TASK REQUIREMENTS: Run through the data and copy out every line that mentions the word "BasicClient".

Saved data entries:
• • • • •
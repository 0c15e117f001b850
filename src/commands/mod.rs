//! Command handlers for the tracpro CLI.
//!
//! Each handler loads what it needs, runs one flow of the `App` and describes the outcome as an
//! `Out`.

mod auth;
mod categories;
mod expenses;
mod init;
mod sheet;
mod theme;

use crate::error::{BestEffort, Error};
use crate::model::Expense;
use serde::Serialize;
use std::fmt::Debug;
use tracing::{debug, info};

pub use auth::{connect, sign_out, whoami};
pub use categories::categories;
pub use expenses::{add, recent};
pub use init::init;
pub use sheet::{connect_sheet, create_sheet, status};
pub use theme::theme;

/// The output type for a command. This allows the command to return a consistent message and,
/// optionally, structured data.
#[derive(Debug, Clone, Serialize)]
pub struct Out<T>
where
    T: Serialize + Clone + Debug,
{
    /// A message that can be printed to the user regarding the outcome of the command execution.
    message: String,

    /// Any structured data that needs to be output from the call.
    structure: Option<T>,
}

impl<T, S> From<S> for Out<T>
where
    T: Debug + Clone + Serialize,
    S: Into<String>,
{
    fn from(value: S) -> Self {
        Out::new_message(value)
    }
}

impl<T> Out<T>
where
    T: Serialize + Clone + Debug,
{
    /// Create a new `Out` object that has `Some(structure)`.
    pub fn new<S>(message: S, structure: T) -> Self
    where
        S: Into<String>,
    {
        Self {
            message: message.into(),
            structure: Some(structure),
        }
    }

    /// Create a new `Out` object that has `None` for `structure`.
    pub fn new_message<S>(message: S) -> Self
    where
        S: Into<String>,
    {
        Self {
            message: message.into(),
            structure: None,
        }
    }

    /// Get the `message`.
    pub fn message(&self) -> &str {
        &self.message
    }

    /// Get the structured data stored in `structure`.
    pub fn structure(&self) -> Option<&T> {
        self.structure.as_ref()
    }

    /// Print the message to `info!` and the structured data (if it exists) as JSON to `debug!`.
    pub fn print(&self) {
        info!("{}", self.message);
        if let Some(structure) = self.structure() {
            if let Ok(json) = serde_json::to_string_pretty(structure) {
                debug!("Command output:\n\n{json}\n\n");
            }
        }
    }
}

/// Appends the side error of a best-effort outcome, if any, to `message`.
fn with_warning<T>(message: String, outcome: &BestEffort<T>) -> String {
    match outcome.side_error() {
        Some(e) => format!("{message}\n\nWarning: {}", describe(e)),
        None => message,
    }
}

fn describe(e: &Error) -> String {
    format!("{e} ({})", e.error_type())
}

/// One expense per line, newest first.
fn expense_table(expenses: &[Expense]) -> String {
    if expenses.is_empty() {
        return "No expenses this month".to_string();
    }
    expenses
        .iter()
        .map(|e| {
            let mut line = format!(
                "{}  {:>10}  {}  {}  {}",
                e.date,
                e.amount.to_string(),
                e.expense_type,
                e.payment_type,
                e.paid_by
            );
            if !e.remarks.is_empty() {
                line.push_str(&format!("  ({})", e.remarks));
            }
            line
        })
        .collect::<Vec<_>>()
        .join("\n")
}

#[cfg(test)]
mod tests {
    use super::*;
    use crate::error::ErrorType;
    use crate::model::Amount;
    use std::str::FromStr;

    #[test]
    fn test_expense_table() {
        assert_eq!(expense_table(&[]), "No expenses this month");
        let expense = Expense {
            date: "03-11-2025".to_string(),
            amount: Amount::from_str("42.5").unwrap(),
            expense_type: "Fuel".to_string(),
            payment_type: "Cash".to_string(),
            paid_by: "Asha".to_string(),
            remarks: "scooter".to_string(),
            timestamp: String::new(),
        };
        assert_eq!(
            expense_table(&[expense]),
            "03-11-2025        42.5  Fuel  Cash  Asha  (scooter)"
        );
    }

    #[test]
    fn test_with_warning() {
        let done = BestEffort::complete(());
        assert_eq!(with_warning("Saved".to_string(), &done), "Saved");
        let partial = BestEffort::partial((), Error::msg(ErrorType::RemoteWrite, "quota"));
        assert_eq!(
            with_warning("Saved".to_string(), &partial),
            "Saved\n\nWarning: quota (remote_write)"
        );
    }
}
//! The Google implementation of `IdentityProvider`.
//!
//! Signing in runs the OAuth 2.0 authorization code flow for installed apps:
//! - Build the consent URL (with PKCE and a CSRF state) and show it to the user.
//! - Listen on `http://localhost:3030` for Google's redirect.
//! - Exchange the authorization code for an access token.
//!
//! Consent is always requested again (`prompt=consent`) so that a fresh, fully-scoped token is
//! issued on every sign-in.

use crate::api::files::SecretFile;
use crate::api::OAUTH_SCOPES;
use crate::api::IdentityProvider;
use crate::error::{Error, ErrorType, Res};
use crate::model::Profile;
use crate::Config;
use anyhow::{bail, Context};
use hyper::body::Incoming;
use hyper::header::{HeaderValue, CONTENT_TYPE};
use hyper::server::conn::http1;
use hyper::service::service_fn;
use hyper::{Request, Response, StatusCode};
use hyper_util::rt::TokioIo;
use oauth2::basic::BasicClient;
use oauth2::{
    AuthUrl, AuthorizationCode, ClientId, ClientSecret, CsrfToken, EndpointNotSet, EndpointSet,
    PkceCodeChallenge, RedirectUrl, Scope, TokenResponse, TokenUrl,
};
use serde::Deserialize;
use std::convert::Infallible;
use std::time::Duration;
use tokio::net::TcpListener;
use tokio::sync::mpsc;
use tracing::{debug, info};

const OAUTH_CALLBACK_PORT: u16 = 3030;
const CONSENT_TIMEOUT: Duration = Duration::from_secs(300);
const REVOKE_URL: &str = "https://oauth2.googleapis.com/revoke";
const USERINFO_URL: &str = "https://www.googleapis.com/oauth2/v2/userinfo";

type ConsentClient =
    BasicClient<EndpointSet, EndpointNotSet, EndpointNotSet, EndpointNotSet, EndpointSet>;

/// Signs in with Google and talks to Google's identity endpoints.
pub(crate) struct GoogleIdentity {
    client_id: Option<String>,
    secret: Option<SecretFile>,
    http: reqwest::Client,
}

impl GoogleIdentity {
    pub(crate) fn new(config: &Config) -> Self {
        Self {
            client_id: config.client_id().map(str::to_string),
            secret: config.secret().cloned(),
            http: reqwest::Client::new(),
        }
    }

    fn oauth_client(&self) -> Res<ConsentClient> {
        let secret = self
            .secret
            .as_ref()
            .context("No OAuth client secret is configured, run 'tracpro init' first")?;
        let client_id = self
            .client_id
            .clone()
            .unwrap_or_else(|| secret.client_id().to_string());
        Ok(BasicClient::new(ClientId::new(client_id))
            .set_client_secret(ClientSecret::new(secret.client_secret().to_string()))
            .set_auth_uri(AuthUrl::new(secret.auth_uri().to_string()).context("Invalid auth_uri")?)
            .set_token_uri(
                TokenUrl::new(secret.token_uri().to_string()).context("Invalid token_uri")?,
            )
            .set_redirect_uri(
                RedirectUrl::new(format!("http://localhost:{OAUTH_CALLBACK_PORT}"))
                    .context("Invalid redirect URI")?,
            ))
    }

    async fn consent(&self) -> Res<String> {
        let client = self.oauth_client()?;
        let (challenge, verifier) = PkceCodeChallenge::new_random_sha256();
        let (auth_url, csrf) = client
            .authorize_url(CsrfToken::new_random)
            .add_scopes(OAUTH_SCOPES.iter().map(|s| Scope::new(s.to_string())))
            .add_extra_param("prompt", "consent")
            .set_pkce_challenge(challenge)
            .url();

        let listener = TcpListener::bind(("127.0.0.1", OAUTH_CALLBACK_PORT))
            .await
            .with_context(|| format!("Unable to listen on port {OAUTH_CALLBACK_PORT}"))?;
        info!("Open this URL in your browser to sign in with Google:\n\n{auth_url}\n");
        info!("Waiting for the consent page on http://localhost:{OAUTH_CALLBACK_PORT}");

        let callback = tokio::time::timeout(CONSENT_TIMEOUT, wait_for_callback(listener))
            .await
            .context("Timed out waiting for the Google consent page")??;
        let code = callback.into_code(csrf.secret())?;

        let http = reqwest::Client::builder()
            .redirect(reqwest::redirect::Policy::none())
            .build()
            .context("Unable to build the HTTP client")?;
        let token = client
            .exchange_code(AuthorizationCode::new(code))
            .set_pkce_verifier(verifier)
            .request_async(&http)
            .await
            .context("Unable to exchange the authorization code for a token")?;
        Ok(token.access_token().secret().clone())
    }

    async fn profile(&self, token: &str) -> Res<Profile> {
        let response = self
            .http
            .get(USERINFO_URL)
            .bearer_auth(token)
            .send()
            .await
            .context("Unable to reach the Google profile endpoint")?;
        let status = response.status();
        if !status.is_success() {
            bail!("The profile endpoint returned HTTP {status}");
        }
        let info: UserInfo = response
            .json()
            .await
            .context("Unable to parse the Google profile")?;
        Ok(Profile {
            email: info.email,
            name: info.name,
            picture: info.picture,
        })
    }
}

#[async_trait::async_trait]
impl IdentityProvider for GoogleIdentity {
    async fn request_token(&self) -> Res<String> {
        self.consent()
            .await
            .map_err(|e| Error::new(ErrorType::Auth, e).into())
    }

    async fn fetch_profile(&self, token: &str) -> Res<Profile> {
        self.profile(token)
            .await
            .map_err(|e| Error::new(ErrorType::ProfileFetch, e).into())
    }

    async fn revoke(&self, token: &str) -> Res<()> {
        let response = self
            .http
            .post(REVOKE_URL)
            .form(&[("token", token)])
            .send()
            .await
            .context("Unable to reach the Google revocation endpoint")?;
        let status = response.status();
        if !status.is_success() {
            bail!("The revocation endpoint returned HTTP {status}");
        }
        debug!("Revoked the token");
        Ok(())
    }
}

#[derive(Debug, Deserialize)]
struct UserInfo {
    email: String,
    name: Option<String>,
    picture: Option<String>,
}

/// The query parameters of Google's redirect to the callback server.
#[derive(Debug, Default, Clone, Eq, PartialEq)]
struct Callback {
    code: Option<String>,
    state: Option<String>,
    error: Option<String>,
    error_description: Option<String>,
}

impl Callback {
    /// Parses a redirect query. Returns `None` for requests that are not a redirect, such as the
    /// browser asking for `/favicon.ico`.
    fn from_query(query: &str) -> Option<Self> {
        let mut callback = Callback::default();
        for (key, value) in url::form_urlencoded::parse(query.as_bytes()) {
            let value = Some(value.into_owned());
            match key.as_ref() {
                "code" => callback.code = value,
                "state" => callback.state = value,
                "error" => callback.error = value,
                "error_description" => callback.error_description = value,
                _ => {}
            }
        }
        if callback.code.is_none() && callback.error.is_none() {
            None
        } else {
            Some(callback)
        }
    }

    /// The authorization code, if Google granted one for `expected_state`.
    fn into_code(self, expected_state: &str) -> Res<String> {
        if let Some(error) = self.error {
            match self.error_description {
                Some(description) => bail!("Sign-in failed: {error}: {description}"),
                None => bail!("Sign-in failed: {error}"),
            }
        }
        if self.state.as_deref() != Some(expected_state) {
            bail!("Sign-in failed: the OAuth state did not match, please try again");
        }
        self.code
            .context("Sign-in failed: Google did not return an authorization code")
    }

    fn browser_message(&self) -> String {
        match &self.error {
            Some(error) => format!("TracPro sign-in failed: {error}. You can close this window."),
            None => "TracPro is signed in. You can close this window.".to_string(),
        }
    }
}

/// Serves connections on `listener` until one of them carries Google's redirect.
async fn wait_for_callback(listener: TcpListener) -> Res<Callback> {
    let (tx, mut rx) = mpsc::channel::<Callback>(1);
    loop {
        tokio::select! {
            Some(callback) = rx.recv() => return Ok(callback),
            accepted = listener.accept() => {
                let (stream, _) = accepted.context("Unable to accept the OAuth callback")?;
                let tx = tx.clone();
                tokio::spawn(async move {
                    let service = service_fn(move |request: Request<Incoming>| {
                        let tx = tx.clone();
                        async move { Ok::<_, Infallible>(handle_callback(request, tx).await) }
                    });
                    if let Err(e) = http1::Builder::new()
                        .serve_connection(TokioIo::new(stream), service)
                        .await
                    {
                        debug!("OAuth callback connection error: {e}");
                    }
                });
            }
        }
    }
}

async fn handle_callback(request: Request<Incoming>, tx: mpsc::Sender<Callback>) -> Response<String> {
    let query = request.uri().query().unwrap_or_default();
    let Some(callback) = Callback::from_query(query) else {
        let mut response = text_response("Not found".to_string());
        *response.status_mut() = StatusCode::NOT_FOUND;
        return response;
    };
    let message = callback.browser_message();
    if tx.send(callback).await.is_err() {
        debug!("Ignoring an OAuth callback that arrived after the first one");
    }
    text_response(message)
}

fn text_response(body: String) -> Response<String> {
    let mut response = Response::new(body);
    response.headers_mut().insert(
        CONTENT_TYPE,
        HeaderValue::from_static("text/plain; charset=utf-8"),
    );
    response
}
• • • • •
TASK ANSWER:
use oauth2::basic::BasicClient;
    BasicClient<EndpointSet, EndpointNotSet, EndpointNotSet, EndpointNotSet, EndpointSet>;
        Ok(BasicClient::new(ClientId::new(client_id))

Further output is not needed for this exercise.